Carol Shutt has been the K-8 art teacher at Mount Desert Elementary School in Northeast Harbor for the past 27 years. Over the years Shutt successfully applied for several Vincent Astor Incentive Awards from the Maine Community Foundation. In an interview in her classroom this past December, Shutt talked about her life in art and teaching and benefits of the Astor grants and art education.
How did you end up in Maine?
I was born in California, in a small town outside of Los Angeles. I grew up there and then left for college. I started at Whitman College in Walla Walla, Washington, and ended up at Syracuse University, which is what brought me east. I graduated in fine arts.
When I moved to Maine, I first was a self-employed craft person because after college I had worked for three years in a really nice craft gallery in Philadelphia, the Works Gallery, run by Rick and Ruth Snyderman. When I came to Downeast Maine in the mid-1970s, there were no galleries so I started making quilts, my own designs, many of them using Amish colors. I did that for about 12 years. And then I became a teacher.

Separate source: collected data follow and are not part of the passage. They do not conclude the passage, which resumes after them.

//! 专家 Agent：对话 / 工具调用 / 再对话协议
//!
//! process 的状态机：组装消息（system + 最近历史 + user）→ 首次完成（带工具描述）→
//! 无工具调用则直接返回；否则按请求顺序逐个分发工具（缺失 / 参数非法合成错误结果，
//! 不中断批次），把结果以 tool 消息追加后做第二次完成收尾。
//! 任何 provider 失败都在 process 顶层折叠为带 error 字段的道歉响应。

use std::sync::Arc;
use std::time::Instant;

use serde::{Deserialize, Serialize};
use serde_json::Value;

use crate::core::AgentError;
use crate::llm::{ChatClient, ChatOutcome, ChatRequest};
use crate::memory::{tail, Message, ToolCallRequest};
use crate::tools::{ToolRegistry, ToolResult};

/// 组装上下文时保留的最近历史条数（更旧的直接丢弃，不做摘要）
const MAX_HISTORY_MESSAGES: usize = 10;

/// 实际执行的一次工具调用（参数已解码）
#[derive(Clone, Debug, PartialEq, Serialize, Deserialize)]
pub struct ToolInvocation {
    pub tool: String,
    pub arguments: Value,
}

/// Agent 对单条消息的最终输出
#[derive(Clone, Debug, Serialize, Deserialize)]
pub struct AgentResponse {
    pub content: String,
    pub agent: String,
    pub tool_calls: Option<Vec<ToolInvocation>>,
    #[serde(default, skip_serializing_if = "Option::is_none")]
    pub error: Option<String>,
}

/// 采样参数，部署期固定（见 config [llm]），不随单次调用变化
#[derive(Clone, Copy, Debug)]
pub struct ChatSettings {
    pub temperature: f32,
    pub max_tokens: u32,
}

/// 专家 Agent：固定 system prompt 与固定工具集，与其他组件共享同一个 ChatClient
pub struct SpecialistAgent {
    name: String,
    description: String,
    system_prompt: String,
    tools: ToolRegistry,
    llm: Arc<dyn ChatClient>,
    settings: ChatSettings,
}

impl SpecialistAgent {
    pub fn new(
        name: impl Into<String>,
        description: impl Into<String>,
        system_prompt: impl Into<String>,
        tools: ToolRegistry,
        llm: Arc<dyn ChatClient>,
        settings: ChatSettings,
    ) -> Self {
        Self {
            name: name.into(),
            description: description.into(),
            system_prompt: system_prompt.into(),
            tools,
            llm,
            settings,
        }
    }

    pub fn name(&self) -> &str {
        &self.name
    }

    pub fn description(&self) -> &str {
        &self.description
    }

    pub fn tool_names(&self) -> Vec<String> {
        self.tools.tool_names()
    }

    /// 处理单条用户消息；绝不返回 Err，provider 失败降级为道歉响应
    pub async fn process(&self, message: &str, history: &[Message]) -> AgentResponse {
        match self.run(message, history).await {
            Ok(response) => response,
            Err(e) => {
                tracing::warn!(agent = %self.name, error = %e, "agent process failed");
                AgentResponse {
                    content: format!("I apologize, but I encountered an error: {e}"),
                    agent: self.name.clone(),
                    tool_calls: None,
                    error: Some(e.to_string()),
                }
            }
        }
    }

    async fn run(&self, message: &str, history: &[Message]) -> Result<AgentResponse, AgentError> {
        let mut messages = Vec::with_capacity(history.len() + 2);
        messages.push(Message::system(self.system_prompt.as_str()));
        messages.extend_from_slice(tail(history, MAX_HISTORY_MESSAGES));
        messages.push(Message::user(message));

        let first = self
            .llm
            .chat(ChatRequest {
                messages: messages.clone(),
                tools: self.tools.specs(),
                temperature: self.settings.temperature,
                max_tokens: self.settings.max_tokens,
            })
            .await?;

        let calls = match first {
            ChatOutcome::Text(content) => {
                return Ok(AgentResponse {
                    content,
                    agent: self.name.clone(),
                    tool_calls: None,
                    error: None,
                });
            }
            ChatOutcome::ToolCalls(calls) => calls,
        };

        // 调用声明必须先入列，第二次完成才能把 tool 结果与调用 id 对应起来
        messages.push(Message::assistant_tool_calls(calls.clone()));

        let mut invocations = Vec::with_capacity(calls.len());
        for call in &calls {
            let (content, invocation) = self.dispatch(call).await;
            messages.push(Message::tool(call.id.as_str(), content));
            if let Some(invocation) = invocation {
                invocations.push(invocation);
            }
        }

        // 收尾轮不再提供工具描述：本设计每回合只允许一轮工具调用
        let second = self
            .llm
            .chat(ChatRequest {
                messages,
                tools: Vec::new(),
                temperature: self.settings.temperature,
                max_tokens: self.settings.max_tokens,
            })
            .await?;

        let content = match second {
            ChatOutcome::Text(content) => content,
            ChatOutcome::ToolCalls(_) => String::new(),
        };

        Ok(AgentResponse {
            content,
            agent: self.name.clone(),
            tool_calls: Some(invocations),
            error: None,
        })
    }

    /// 单次调用分发：解码参数 → 查找工具 → 执行。
    /// 失败路径各自合成 tool 消息内容，返回 None 表示未真正执行。
    async fn dispatch(&self, call: &ToolCallRequest) -> (String, Option<ToolInvocation>) {
        let args = match serde_json::from_str::<Value>(&call.arguments) {
            Ok(value) if value.is_object() => value,
            _ => {
                let error = AgentError::InvalidToolArguments(call.name.clone());
                tracing::warn!(call_id = %call.id, "{error}");
                return (format!("Error: {error}"), None);
            }
        };

        let Some(tool) = self.tools.get(&call.name) else {
            let error = AgentError::ToolNotFound(call.name.clone());
            tracing::warn!(call_id = %call.id, "{error}");
            return (format!("Error: {error}"), None);
        };

        let start = Instant::now();
        let result = tool.execute(&args).await;
        let audit = serde_json::json!({
            "event": "tool_audit",
            "agent": self.name,
            "tool": call.name,
            "ok": result.success,
            "duration_ms": start.elapsed().as_millis() as u64,
        });
        tracing::info!(audit = %audit.to_string(), "tool");

        (
            serialize_result(&result),
            Some(ToolInvocation {
                tool: call.name.clone(),
                arguments: args,
            }),
        )
    }
}

fn serialize_result(result: &ToolResult) -> String {
    serde_json::to_string(result).unwrap_or_else(|_| {
        r#"{"success":false,"data":null,"error":"result serialization failed"}"#.to_string()
    })
}

#[cfg(test)]
mod tests {
    use super::*;
    use crate::llm::{ErrorChatClient, MockChatClient};
    use crate::memory::Role;
    use crate::tools::Tool;
    use async_trait::async_trait;
    use serde_json::json;

    struct StubOrderTool;

    #[async_trait]
    impl Tool for StubOrderTool {
        fn name(&self) -> &str {
            "fetch_order_details"
        }

        fn description(&self) -> &str {
            "Fetches order details"
        }

        async fn execute(&self, _args: &Value) -> ToolResult {
            ToolResult::ok(json!({ "status": "shipped" }))
        }
    }

    fn agent_with(llm: Arc<MockChatClient>, tools: ToolRegistry) -> SpecialistAgent {
        SpecialistAgent::new(
            "order",
            "Handles order queries",
            "You are an order specialist.",
            tools,
            llm,
            ChatSettings {
                temperature: 0.7,
                max_tokens: 1000,
            },
        )
    }

    fn call(id: &str, name: &str, arguments: &str) -> ToolCallRequest {
        ToolCallRequest {
            id: id.to_string(),
            name: name.to_string(),
            arguments: arguments.to_string(),
        }
    }

    #[tokio::test]
    async fn test_direct_reply_skips_second_completion() {
        let llm = Arc::new(MockChatClient::scripted(vec![ChatOutcome::Text(
            "Hello".to_string(),
        )]));
        let agent = agent_with(llm.clone(), ToolRegistry::new());

        let response = agent.process("hi", &[]).await;

        assert_eq!(response.content, "Hello");
        assert_eq!(response.agent, "order");
        assert!(response.tool_calls.is_none());
        assert!(response.error.is_none());
        assert_eq!(llm.request_count(), 1);
        assert!(llm.requests()[0].tools.is_empty());
    }

    #[tokio::test]
    async fn test_tool_round_trip() {
        let llm = Arc::new(MockChatClient::scripted(vec![
            ChatOutcome::ToolCalls(vec![call(
                "c1",
                "fetch_order_details",
                r#"{"order_number":"ORD-1"}"#,
            )]),
            ChatOutcome::Text("Your order has shipped.".to_string()),
        ]));
        let mut tools = ToolRegistry::new();
        tools.register(StubOrderTool);
        let agent = agent_with(llm.clone(), tools);

        let response = agent.process("where is ORD-1?", &[]).await;

        assert_eq!(response.content, "Your order has shipped.");
        assert_eq!(
            response.tool_calls,
            Some(vec![ToolInvocation {
                tool: "fetch_order_details".to_string(),
                arguments: json!({ "order_number": "ORD-1" }),
            }])
        );

        let requests = llm.requests();
        assert_eq!(requests.len(), 2);
        // 首轮请求携带工具描述，收尾轮不带
        assert_eq!(requests[0].tools.len(), 1);
        assert!(requests[1].tools.is_empty());

        let second = &requests[1].messages;
        let declaration = second
            .iter()
            .find(|m| m.role == Role::Assistant && !m.tool_calls.is_empty())
            .expect("assistant declaration present");
        assert_eq!(declaration.tool_calls[0].id, "c1");

        let tool_msg = second
            .iter()
            .find(|m| m.role == Role::Tool)
            .expect("tool message present");
        assert_eq!(tool_msg.tool_call_id.as_deref(), Some("c1"));
        assert_eq!(
            tool_msg.content.as_deref(),
            Some(r#"{"success":true,"data":{"status":"shipped"},"error":null}"#)
        );
    }

    #[tokio::test]
    async fn test_unknown_tool_does_not_abort_batch() {
        let llm = Arc::new(MockChatClient::scripted(vec![
            ChatOutcome::ToolCalls(vec![
                call("c1", "nonexistent_tool", r#"{"x":1}"#),
                call("c2", "fetch_order_details", r#"{"order_number":"ORD-1"}"#),
            ]),
            ChatOutcome::Text("Done.".to_string()),
        ]));
        let mut tools = ToolRegistry::new();
        tools.register(StubOrderTool);
        let agent = agent_with(llm.clone(), tools);

        let response = agent.process("do things", &[]).await;

        assert_eq!(response.content, "Done.");
        // 只有真正执行的调用进入 tool_calls
        assert_eq!(response.tool_calls.as_ref().unwrap().len(), 1);

        let second = &llm.requests()[1].messages;
        let tool_messages: Vec<&Message> =
            second.iter().filter(|m| m.role == Role::Tool).collect();
        assert_eq!(tool_messages.len(), 2);
        assert_eq!(tool_messages[0].tool_call_id.as_deref(), Some("c1"));
        assert!(tool_messages[0]
            .content
            .as_deref()
            .unwrap()
            .contains("not found"));
        assert_eq!(tool_messages[1].tool_call_id.as_deref(), Some("c2"));
    }

    #[tokio::test]
    async fn test_invalid_arguments_recovered() {
        let llm = Arc::new(MockChatClient::scripted(vec![
            ChatOutcome::ToolCalls(vec![call("c1", "fetch_order_details", "not json")]),
            ChatOutcome::Text("Sorry, that failed.".to_string()),
        ]));
        let mut tools = ToolRegistry::new();
        tools.register(StubOrderTool);
        let agent = agent_with(llm.clone(), tools);

        let response = agent.process("broken call", &[]).await;

        assert_eq!(response.content, "Sorry, that failed.");
        assert_eq!(response.tool_calls, Some(vec![]));
        let second = &llm.requests()[1].messages;
        let tool_msg = second.iter().find(|m| m.role == Role::Tool).unwrap();
        assert!(tool_msg
            .content
            .as_deref()
            .unwrap()
            .contains("Invalid tool arguments"));
    }

    #[tokio::test]
    async fn test_provider_failure_becomes_apology() {
        let agent = SpecialistAgent::new(
            "order",
            "Handles order queries",
            "You are an order specialist.",
            ToolRegistry::new(),
            Arc::new(ErrorChatClient),
            ChatSettings {
                temperature: 0.7,
                max_tokens: 1000,
            },
        );

        let response = agent.process("hi", &[]).await;

        assert!(response.content.starts_with("I apologize"));
        assert!(response.error.is_some());
        assert!(response.tool_calls.is_none());
    }

    #[tokio::test]
    async fn test_history_capped_at_ten() {
        let llm = Arc::new(MockChatClient::scripted(vec![ChatOutcome::Text(
            "ok".to_string(),
        )]));
        let agent = agent_with(llm.clone(), ToolRegistry::new());

        let history: Vec<Message> = (0..15).map(|i| Message::user(format!("m{i}"))).collect();
        agent.process("latest", &history).await;

        let composed = &llm.requests()[0].messages;
        // system + 10 条历史 + 新 user 消息
        assert_eq!(composed.len(), 12);
        assert_eq!(composed[0].role, Role::System);
        assert_eq!(composed[1].content.as_deref(), Some("m5"));
        assert_eq!(composed[11].content.as_deref(), Some("latest"));
    }
}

Although my father had been a teacher, I didn’t really think that was going to be my path. I took a temporary position in Steuben and started getting my courses together. After one year at Steuben, I got the job here [at Mount Desert Elementary School]. That was 1991. So this is my 27th year. I retire at the end of this school year.
I think being a K-8 art teacher requires a diverse skill set. Kids surprise you, they do amazing things. The art-making can be the pretext for socializing. This is the class where they can talk while they work.
Can you say something about the importance of art education?
We’re lucky this school and this island are very supportive. And you see how much [art] enriches lives. It’s such a holistic way of learning. You’re maybe getting ideas for imagery from an experience or feeling, but you also get stuck and have to problem solve.
Learning to think critically and creatively is so important. You might just brainstorm ideas. Or you might say, like I did, consider putting two dissimilar images together because that could be more exciting than just one that you might expect. So I feel like in all the arts you’re putting ideas together in new ways and going “Hah! I just thought of this.”
Art is a way to reach all students. I do some one-on-one work with students. It’s kind of amazing what you can do through the arts that you can’t do verbally, in other modalities. It’s powerful. Music is powerful. Dance is powerful.
And it’s also so experiential. It’s amazing how if you just jump in and you’re doing it, it’s so authentic.
In your 27 years at Mount Desert Elementary, you received 10 Astor Incentive Awards. What did they allow you to do?
It’s an amazing benefit for the staff at this school, at the Northeast Harbor Library and the Mount Desert Island High School. It’s amazing to me because the whole goal is to encourage teachers to do things that are self-enriching, with the premise that they will make you a better teacher. They really aren’t looking for people to apply and go take a methods course or go to a conference on curriculum. We already do that; it’s part of the professional development of the school.
The first few Astor grants I received in the 1990s allowed me to study with artists I really like. I studied with Rebecca Cuming, a wonderful artist from Southwest Harbor who now lives in Colorado. I also did a weeklong workshop with painter Louise Bourne. I love her work. I drove down to her studio in Sedgwick every day.
You have also traveled on Astor grants.
My first travel grant took me to Tuscany; there was a weeklong painting workshop there, two wonderful painters teaching it. Lunch was brought out to the fields and you painted outside. At night we’d critique. It was an enriching artistic experience. When the workshop was over, I traveled with my daughter Sarah to Florence and then to France. We visited Aix-en-Provence, where Cézanne painted, and then Arles and van Gogh. I did a lot of sketching in Provence.
How do think the grants have affected you as an artist and teacher?
I think the grants have made me more of an artist. And they have changed how I work with kids. Being a teacher but being an artist too, I am setting an example. The Astor grants gave me more of an identity: this is who I am, this is the kind of art I like to make.
So I think learning to be an artist and then just deepening what I know and what I do. Most of the grants that I did were art retreats. I went by myself and had a routine of working early in the morning and then going out and walking all day, having experiences and sitting and sketching and then coming back and working. There’s nobody there, nothing to distract you—it’s an amazing way to travel. That kind of experience deepens the way I do things with the kids.
Your last trip was to Cuba, in 2017. What was it like?
It was fascinating. I came home wanting to go back immediately. The people were so friendly. So much music, so much art. At the very end I discovered that they have an amazing ceramic museum in Havana. I had met a ceramic artist and he had a gallery and he told me about it. There are art schools in every province of Cuba and they’re very hard to get into, but if you do, you are really supported, you get all kinds of resources.
What do you plan to do in retirement?
I have an art practice so I look forward to having more time and traveling. My husband, Rocky Mann, is a clay artist so I’ve been preparing a part of our studio and I’ve been working on things that I might like to do in clay. I look forward to exploring.